(1108? - Constantinopel i Juni 1205), doge van Venetië, onderscheidde zich door kennis en welsprekendheid, was in 1173 gezant te Constantinopel en werd in 1192 tot doge gekozen. Het verhaal, dat hij in Byzantium door de keizer blind gemaakt was, is zeker een legende; het jaar van zijn geboorte is geheel onbekend; er is een overlevering, die zegt, dat hij op 85-jarige leeftijd doge werd, maar geloofwaardiger is dat hij slechts 72 jaren telde.

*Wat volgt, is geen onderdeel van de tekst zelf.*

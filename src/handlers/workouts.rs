//! Procedures over the standalone `workouts` table, kept for older clients.

use axum::extract::State;

use crate::error::{AppError, Result};
use crate::middleware::AuthUser;
use crate::models::{CreateWorkout, Workout};
use crate::procedure::{Procedure, ProcedureInput, UserInput};
use crate::repositories::WorkoutRepository;

#[derive(Clone)]
pub struct WorkoutsState {
    pub workout_repo: WorkoutRepository,
}

/// Input is optional here; without it the session user's workouts are listed.
pub async fn get_all(
    State(state): State<WorkoutsState>,
    auth_user: AuthUser,
    ProcedureInput(input): ProcedureInput<Option<UserInput>>,
) -> Result<Procedure<Vec<Workout>>> {
    if let Some(input) = &input {
        auth_user.ensure_owner(&input.user_id)?;
    }

    let workouts = state.workout_repo.find_by_user(&auth_user.id).await?;
    Ok(Procedure(workouts))
}

pub async fn create(
    State(state): State<WorkoutsState>,
    auth_user: AuthUser,
    ProcedureInput(input): ProcedureInput<CreateWorkout>,
) -> Result<Procedure<Workout>> {
    auth_user.ensure_owner(&input.user_id)?;
    input.validate().map_err(AppError::Validation)?;

    let workout = state.workout_repo.create(input).await?;
    Ok(Procedure(workout))
}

Ook op zo hoge ouderdom is het zeker allermerkwaardigst, dat hij nog de schepper werd van de Venetiaanse heerschappij in het Nabije Oosten. Hij begon met de strijd tegen de Pisanen, die hij uit Pola verdreef, maar beleefde zijn grootste tijd gedurende de Vierde of Latijnse kruistocht, toen hij erin slaagde het kruisleger af te leiden van het Heilige Land en in dienst te stellen van de macht van Venetië (z Kruistochten). Hij werd de feitelijke leider van de tocht, die eerst Zara (Dalmatië) voor de handelsrepubliek veroverde en zich toen tegen Byzantium richtte. Speciaal de tweede verovering van de keizerstad stond onder zijn leiding en hij wist daarbij de verdeling van het Griekse keizerrijk ten gunste van Venetië door te zetten: de havens van Albanië, de Ionische eilanden, de Cycladen en Negroponto kwamen aan haar, die daarmede de Adriatische en Aegeïsche zeeën beheerste en bovendien nog enorme handelsvoorrechten in Constantinopel zelf bedong.
Daarna zette hij deze politiek voort, wist ook nog Kreta te vermeesteren (z Kreta) en de „Latijnse keizer”, Boudewijn, te bewegen tot een krijgstocht tegen de Bulgaren in Thracië, waaraan hij zelf deelnam. Deze laatste inspanning was waarschijnlijk te groot, hij overleed tenminste kort daarna te Constantinopel.Lit.: E. Bravetta, E. D. (Milano 1929).